In the instant case, the Court of Appeal applied a compartmentalized approach that was equally inappropriate. A decision to dismiss an employee because the employee will be unable to work in the reasonably foreseeable future must necessarily be based on an assessment of the entire situation. Where, as here, the employee has been absent in the past due to illness, the employer has accommodated the employee for several years and the doctors are not optimistic regarding the possibility of improved attendance, neither the employer nor the employee may disregard the past in assessing undue hardship.
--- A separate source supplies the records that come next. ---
use crate::handle::Handle;
use crate::logging::{self, Level};
use crate::plugin::{EventSet, Plugin, PluginEvent};

/// Writes every event of the handle it is attached to into the log at
/// debug level.
#[derive(Debug, Default)]
pub struct DebugPlugin {
    prefix: String,
}

impl DebugPlugin {
    pub fn new() -> Self {
        Self::default()
    }

    /// Prepends `prefix` to every line, to tell several handles apart.
    pub fn with_prefix(prefix: &str) -> Self {
        DebugPlugin {
            prefix: prefix.to_string(),
        }
    }

    fn line(&self, event: &PluginEvent) -> String {
        if self.prefix.is_empty() {
            event.to_string()
        } else {
            format!("{}: {}", self.prefix, event)
        }
    }
}

impl Plugin for DebugPlugin {
    fn name(&self) -> &str {
        "debug"
    }

    fn interests(&self) -> EventSet {
        EventSet::all()
    }

    fn on_event(&self, handle: &Handle, event: &PluginEvent) {
        let _ = logging::log_handle(handle.id(), Level::Debug, &self.line(event));
    }
}
/// Whether the data connection left open by the previous operation may
/// carry this one: extended-block mode on every side, and the same
/// targets in the same roles as last time.
pub(super) fn can_reuse_data_conn(g: &Inner) -> bool {
    let eb = |t: &Target| t.attr.mode == Mode::ExtendedBlock;
    match g.op {
        op if op.is_retrieve() => g.source.as_ref().is_some_and(|s| {
            eb(s) && s.cached_data_conn.source == Some(s.id)
                && s.cached_data_conn.operation == Operation::Get
        }),
        Operation::Put => g.dest.as_ref().is_some_and(|d| {
            eb(d) && d.cached_data_conn.dest == Some(d.id)
                && d.cached_data_conn.operation == Operation::Put
        }),
        Operation::Transfer => match (g.source.as_ref(), g.dest.as_ref()) {
            (Some(s), Some(d)) => {
                let pair = CachedDataConn {
                    source: Some(s.id),
                    dest: Some(d.id),
                    operation: Operation::Transfer,
                };
                eb(s) && eb(d) && s.cached_data_conn == pair && d.cached_data_conn == pair
            }
            _ => false,
        },
        _ => false,
    }
}

/// Cancels the operation in flight.
pub(super) fn abort(shared: &Arc<Shared>) -> Result<(), ClientError> {
    let mut g = shared.lock();
    if g.op == Operation::Idle {
        return Err(ClientError::ObjectNotInUse("handle"));
    }
    shared.log(Level::Debug, &format!("aborting {} in {:?}", g.op, g.state));
    match g.state {
        HandleState::Finalize | HandleState::Abort | HandleState::Failure => {
            return Err(ClientError::ObjectNotInUse("handle"));
        }
        HandleState::Start => {
            // the entry point is still running and finishes the abort itself
            g.state = HandleState::Abort;
            g.err = Some(ClientError::OperationAborted);
            g = notify_abort(shared, g);
        }
        HandleState::Restart => {
            g.state = HandleState::Abort;
            g.err = Some(ClientError::OperationAborted);
            match g.restart_timer.take() {
                Some(timer) if shared.reactor.unregister(timer) => {
                    let weak = Arc::downgrade(shared);
                    let scheduled = shared.reactor.register_oneshot(
                        Duration::ZERO,
                        Box::new(move || {
                            if let Some(shared) = weak.upgrade() {
                                restart::abort_callback(&shared);
                            }
                        }),
                    );
                    if scheduled.is_err() {
                        g = notify_abort(shared, g);
                        g.restart_info = None;
                        g = transfer_complete(shared, g);
                    }
                }
                // the timer already fired and will see the abort
                Some(_) => {}
                // still waiting for connections to close
                None => g = notify_abort(shared, g),
            }
        }
        HandleState::ThirdPartyTransferOneComplete => {
            for side in [Side::Source, Side::Dest] {
                if g.target_state(side) != Some(TargetState::CompletedOperation) {
                    abort_close(shared, &mut g, side);
                }
            }
            g.state = HandleState::Abort;
            g.err = Some(ClientError::OperationAborted);
            g = notify_abort(shared, g);
        }
        state => {
            let dest_phase = matches!(
                state,
                HandleState::DestConnect
                    | HandleState::DestSetupConnection
                    | HandleState::DestStoreOrEsto
            );
            if dest_phase {
                abort_close(shared, &mut g, Side::Dest);
            } else {
                abort_close(shared, &mut g, Side::Source);
                if g.op == Operation::Transfer {
                    abort_close(shared, &mut g, Side::Dest);
                }
            }
            g.state = HandleState::Abort;
            g.err = Some(ClientError::OperationAborted);
            g = notify_abort(shared, g);
        }
    }
    finish(g);
    Ok(())
}

fn abort_close(shared: &Arc<Shared>, g: &mut Inner, side: Side) {
    if let Some(t) = g.target_mut(side) {
        if t.state != TargetState::Closed {
            t.state = TargetState::Fault;
            force_close_target(shared, t);
        }
    }
}

#[cfg(test)]
mod tests {
    use super::*;
    use crate::attr::OperationAttributes;
    use crate::config::EngineConfig;
    use crate::url::FtpUrl;

    fn target(url: &str, mode: Mode) -> Target {
        let mut attr = OperationAttributes::new();
        attr.set_mode(mode);
        Target::new(&FtpUrl::parse(url).unwrap(), Some(&attr), &EngineConfig::default())
    }

    fn inner(op: Operation, source: Option<Target>, dest: Option<Target>) -> Inner {
        let mut inner = Inner::new();
        inner.op = op;
        inner.source = source;
        inner.dest = dest;
        inner
    }

    #[test]
    fn test_reuse_needs_extended_block_and_same_target() {
        let mut s = target("gsiftp://h/a", Mode::ExtendedBlock);
        s.cached_data_conn = CachedDataConn {
            source: Some(s.id),
            dest: None,
            operation: Operation::Get,
        };
        let g = inner(Operation::Get, Some(s), None);
        assert!(can_reuse_data_conn(&g));

        let mut s = target("gsiftp://h/a", Mode::Stream);
        s.cached_data_conn = CachedDataConn {
            source: Some(s.id),
            dest: None,
            operation: Operation::Get,
        };
        let g = inner(Operation::Get, Some(s), None);
        assert!(!can_reuse_data_conn(&g));

        let s = target("gsiftp://h/a", Mode::ExtendedBlock);
        let g = inner(Operation::Get, Some(s), None);
        assert!(!can_reuse_data_conn(&g));
    }

    #[test]
    fn test_reuse_third_party_needs_same_pair() {
        let mut s = target("gsiftp://a/x", Mode::ExtendedBlock);
        let mut d = target("gsiftp://b/y", Mode::ExtendedBlock);
        let pair = CachedDataConn {
            source: Some(s.id),
            dest: Some(d.id),
            operation: Operation::Transfer,
        };
        s.cached_data_conn = pair;
        d.cached_data_conn = pair;
        let g = inner(Operation::Transfer, Some(s), Some(d));
        assert!(can_reuse_data_conn(&g));

        let mut g = g;
        let other = target("gsiftp://b/y", Mode::ExtendedBlock);
        if let Some(d) = g.dest.as_mut() {
            d.cached_data_conn.dest = Some(other.id);
        }
        assert!(!can_reuse_data_conn(&g));
    }

    #[test]
    fn test_no_reuse_without_data_channel() {
        let mut s = target("gsiftp://h/a", Mode::ExtendedBlock);
        s.cached_data_conn = CachedDataConn {
            source: Some(s.id),
            dest: None,
            operation: Operation::Get,
        };
        let g = inner(Operation::Mkdir, Some(s), None);
        assert!(!can_reuse_data_conn(&g));
    }

    #[test]
    fn test_plans() {
        let mut s = target("gsiftp://h/a", Mode::Stream);
        s.current.data_type = Some(DataType::Image);
        s.current.mode = Some(Mode::Stream);
        let mut g = inner(Operation::Get, Some(s), None);
        g.marker.set_offset(10);
        let plan = build_plan(&g, Side::Source, false);
        assert_eq!(
            plan,
            VecDeque::from(vec![
                Step::Pasv,
                Step::Rest(g.marker.clone()),
                Step::Verb
            ])
        );

        g.op = Operation::Move;
        let plan = build_plan(&g, Side::Source, false);
        assert_eq!(plan, VecDeque::from(vec![Step::Rnfr("/a".into()), Step::Verb]));

        g.op = Operation::Mkdir;
        assert_eq!(build_plan(&g, Side::Source, false), VecDeque::from(vec![Step::Verb]));
    }

    #[test]
    fn test_third_party_plans() {
        let s = target("gsiftp://a/x", Mode::ExtendedBlock);
        let mut attr = OperationAttributes::new();
        attr.set_mode(Mode::ExtendedBlock).set_allocated_size(4096);
        let d = Target::new(&FtpUrl::parse("gsiftp://b/y").unwrap(), Some(&attr), &EngineConfig::default());
        let g = inner(Operation::Transfer, Some(s), Some(d));
        let dest = build_plan(&g, Side::Dest, false);
        assert_eq!(dest.back(), Some(&Step::HandOff));
        assert!(dest.contains(&Step::Pasv));
        assert!(dest.contains(&Step::Allo(4096)));
        let source = build_plan(&g, Side::Source, false);
        assert_eq!(source.back(), Some(&Step::StartThirdParty));
        assert!(source.contains(&Step::Port));

        let reused = build_plan(&g, Side::Source, true);
        assert!(!reused.contains(&Step::Port));
    }

    #[test]
    fn test_verb_output_parsing() {
        let size = verb_output(Operation::Size, Some(&Reply::new(213, "213 42"))).unwrap();
        assert_eq!(size, Completion::Size(42));
        let err = verb_output(Operation::Size, Some(&Reply::new(213, "213 lots")));
        assert!(matches!(err, Err(ClientError::Protocol(_))));
        assert_eq!(
            verb_output(Operation::Mkdir, Some(&Reply::new(257, "257 ok"))).unwrap(),
            Completion::Done
        );
    }

    #[test]
    fn test_classify() {
        assert!(matches!(
            classify(Ok(Some(Reply::new(350, "350 go on"))), true),
            Outcome::Positive(Some(_))
        ));
        assert!(matches!(
            classify(Ok(Some(Reply::new(350, "350 go on"))), false),
            Outcome::Negative(_)
        ));
        assert!(matches!(
            classify(Ok(Some(Reply::new(150, "150 opening"))), false),
            Outcome::Pending(_)
        ));
        assert!(matches!(classify(Ok(None), false), Outcome::Positive(None)));
    }
}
The Court of Appeal’s approach led it to criticize the employer for not trying to accommodate the complainant after February 8, 2001, the last day she reported for work. Even if the employer had not known the reasons for the complainant’s absenteeism at the time it agreed to accommodate her, her personal file, including the record of her past absences, was nonetheless entirely relevant for the purpose of putting the experts’ prognosis for the period after February 8 into context. The Court of Appeal found that the employer did not know the nature of the complainant’s mental disorders and therefore could not have taken action in this regard. Believing that it had detected an error in the arbitrator’s approach, the Court of Appeal reinterpreted the evidence and concluded that a gradual return to work was a possible accommodation. My view is that it is in fact the Court of Appeal that erred and that that court should not have interfered with the arbitrator’s assessment of the evidence.
I therefore conclude that the Court of Appeal’ decision contains two errors of law, one relating to the standard for assessing undue hardship and the other relating to the time that is relevant to the determination of whether the employer has fulfilled its duty to accommodate. The arbitrator, on the other hand, did not err in law, and there was no justification for interfering with his assessment of the facts.
For the above reasons, I would allow the appeal, set aside the judgment of the Court of Appeal and affirm the Superior Court’s judgment dismissing the motion for judicial review, with costs throughout.
Robert Bonhomme, Robert Dupont and Julie Lapierre (instructed by Heenan Blaikie, Montréal; Judicial Affairs, Hydro‑Québec, Montréal), for the appellant.
Richard Bertrand (m/s Trudel, Nadeau, Montréal), for the respondent.
* Bastarache J. took no part in the judgment.